Introduction to Memory Management (2018)

mattnewport · on March 11, 2019

From what I've skimmed so far this isn't a very good or accurate resource. In particular it doesn't mention RAII in its discussion of C++, doesn't mention Rust at all, neglects the role of stack allocation, glosses over the common use of object pooling in GC languages as a workaround for performance issues, has little on the extra issues introduced by multithreaded code and understates the performance issues of GC.

pcwalton · on March 11, 2019

It's actually a great resource. The glossary covers all these issues, except for Rust, which the site content predates. It tends to use more academic terminology instead of the current industry terminology, but the academic terminology is often more precise anyway. Yes, it's opinionated in favor of GC, but that's a perfectly defensible position (which may sound odd coming from me as a Rust developer, but I actually like GC in many—just not all—circumstances).

RAII is covered under "smart pointer": https://www.memorymanagement.org/glossary/s.html#term-smart-...

Stack allocation is here: https://www.memorymanagement.org/glossary/s.html#term-stack-...

Object pooling is covered under "segregated free list": https://www.memorymanagement.org/glossary/s.html#term-segreg...

Multithreaded GC is covered under "parallel garbage collection": https://www.memorymanagement.org/glossary/p.html#term-parall...

mattnewport · on March 11, 2019

I disagree. A few short more or less related entries in the glossary is not really "covering". A paragraph on smart pointers that conflates the concept with reference counting is certainly not covering RAII. None of these adequately address the deficiencies I mentioned.

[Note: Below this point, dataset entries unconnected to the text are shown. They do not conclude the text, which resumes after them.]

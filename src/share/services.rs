use base64::{engine::general_purpose::URL_SAFE_NO_PAD, Engine as _};
use rand::{rngs::OsRng, RngCore};
use time::{Duration, OffsetDateTime};
use tracing::info;
use uuid::Uuid;

use crate::{
    auth::repo::User,
    error::ApiError,
    goals, limits,
    share::{
        dto::{SharedDay, SharedView},
        repo::{self, ShareLink},
    },
    state::AppState,
    summary,
};

const TOKEN_BYTES: usize = 32;
const MAX_EXPIRY_DAYS: i64 = 365;

/// Unguessable URL-safe token.
pub fn generate_token() -> String {
    let mut bytes = [0u8; TOKEN_BYTES];
    OsRng.fill_bytes(&mut bytes);
    URL_SAFE_NO_PAD.encode(bytes)
}

pub fn is_expired(link: &ShareLink, now: OffsetDateTime) -> bool {
    link.expires_at.is_some_and(|exp| exp <= now)
}

pub async fn create_link(
    state: &AppState,
    user_id: Uuid,
    expires_in_days: Option<i64>,
) -> Result<ShareLink, ApiError> {
    if let Some(days) = expires_in_days {
        if !(1..=MAX_EXPIRY_DAYS).contains(&days) {
            return Err(ApiError::Validation(format!(
                "expires_in_days must be between 1 and {MAX_EXPIRY_DAYS}"
            )));
        }
    }
    let expires_at = expires_in_days.map(|days| OffsetDateTime::now_utc() + Duration::days(days));
    let link = repo::insert(&state.db, &generate_token(), user_id, expires_at).await?;
    info!(user_id = %user_id, "share link created");
    Ok(link)
}

/// Resolve a token into the owner's read-only aggregated view.
pub async fn resolve(state: &AppState, token: &str) -> Result<SharedView, ApiError> {
    let link = repo::find(&state.db, token)
        .await?
        .ok_or(ApiError::ShareLinkNotFound)?;
    if is_expired(&link, OffsetDateTime::now_utc()) {
        return Err(ApiError::ShareLinkExpired);
    }

    let user = User::find_by_id(&state.db, link.user_id)
        .await?
        .ok_or(ApiError::ShareLinkNotFound)?;

    let today = OffsetDateTime::now_utc().date();
    let totals = summary::repo::day_totals(&state.db, user.id, today).await?;
    let limits = limits::repo::get_or_create(&state.db, user.id).await?;

    let week_from = today - Duration::days(6);
    let rows = summary::repo::range_day_totals(&state.db, user.id, week_from, today).await?;
    let week = summary::services::fill_week(week_from, rows)
        .into_iter()
        .map(|d| SharedDay {
            date: d.day,
            calories: d.totals.calories,
        })
        .collect();

    let goals = goals::repo::list(&state.db, user.id, false, 100)
        .await?
        .into_iter()
        .map(Into::into)
        .collect();

    Ok(SharedView {
        display_name: display_name(&user.email),
        date: today,
        totals,
        limits,
        week,
        goals,
    })
}

/// Local part of the email; the shared page never exposes the full address.
fn display_name(email: &str) -> String {
    email.split('@').next().unwrap_or(email).to_string()
}

#[cfg(test)]
mod tests {
    use super::*;
    use time::macros::datetime;

    fn link(expires_at: Option<OffsetDateTime>) -> ShareLink {
        ShareLink {
            token: generate_token(),
            user_id: Uuid::new_v4(),
            created_at: datetime!(2026-08-01 12:00 UTC),
            expires_at,
        }
    }

    #[test]
    fn tokens_are_long_url_safe_and_distinct() {
        let a = generate_token();
        let b = generate_token();
        // 32 random bytes, base64 without padding
        assert_eq!(a.len(), 43);
        assert!(a
            .chars()
            .all(|c| c.is_ascii_alphanumeric() || c == '-' || c == '_'));
        assert_ne!(a, b);
    }

    #[test]
    fn link_without_expiry_never_expires() {
        let l = link(None);
        assert!(!is_expired(&l, datetime!(2100-01-01 0:00 UTC)));
    }

    #[test]
    fn link_expires_at_the_deadline() {
        let deadline = datetime!(2026-08-10 12:00 UTC);
        let l = link(Some(deadline));
        assert!(!is_expired(&l, datetime!(2026-08-10 11:59 UTC)));
        assert!(is_expired(&l, deadline));
        assert!(is_expired(&l, datetime!(2026-08-11 0:00 UTC)));
    }

    #[test]
    fn display_name_is_the_local_part() {
        assert_eq!(display_name("ada@example.com"), "ada");
        assert_eq!(display_name("no-at-sign"), "no-at-sign");
    }

    #[tokio::test]
    async fn create_link_rejects_out_of_range_expiry() {
        let state = crate::state::AppState::fake();
        let err = create_link(&state, Uuid::new_v4(), Some(0)).await.unwrap_err();
        assert!(matches!(err, ApiError::Validation(_)));
        let err = create_link(&state, Uuid::new_v4(), Some(4000))
            .await
            .unwrap_err();
        assert!(matches!(err, ApiError::Validation(_)));
    }
}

clappski · on March 11, 2019

That paragraph on smart pointers doesn’t have anything to do with RAII - it’s not even accurate concerning C++ smart pointers, where the standard ‘has a single owner’ smart pointer doesn’t use ref counting, it uses RAII.

adrianratnapala · on March 11, 2019

Probably the resource is older than 2018, and is taking aim shared_ptr (or maybe even auto_ptr?) rather than unique_ptr.

mattnewport · on March 11, 2019

Both unique_ptr and shared_ptr have been standard since C++11 which is also when auto_ptr was deprecated (auto_ptr is/was also not reference counted).

lrsjng · on March 11, 2019

do you know some good resources on the things you mentioned?

mattnewport · on March 11, 2019

I don't know of one central resource that covers all of these topics. There are good articles on jemalloc and tcmalloc that discuss modern allocation strategies for general purpose allocators. There are articles from games development that discuss object pooling both in the context of C++ and in the context of optimizing GC languages like C# and Java as well as other specialized strategies like bump allocators, frame allocators, etc.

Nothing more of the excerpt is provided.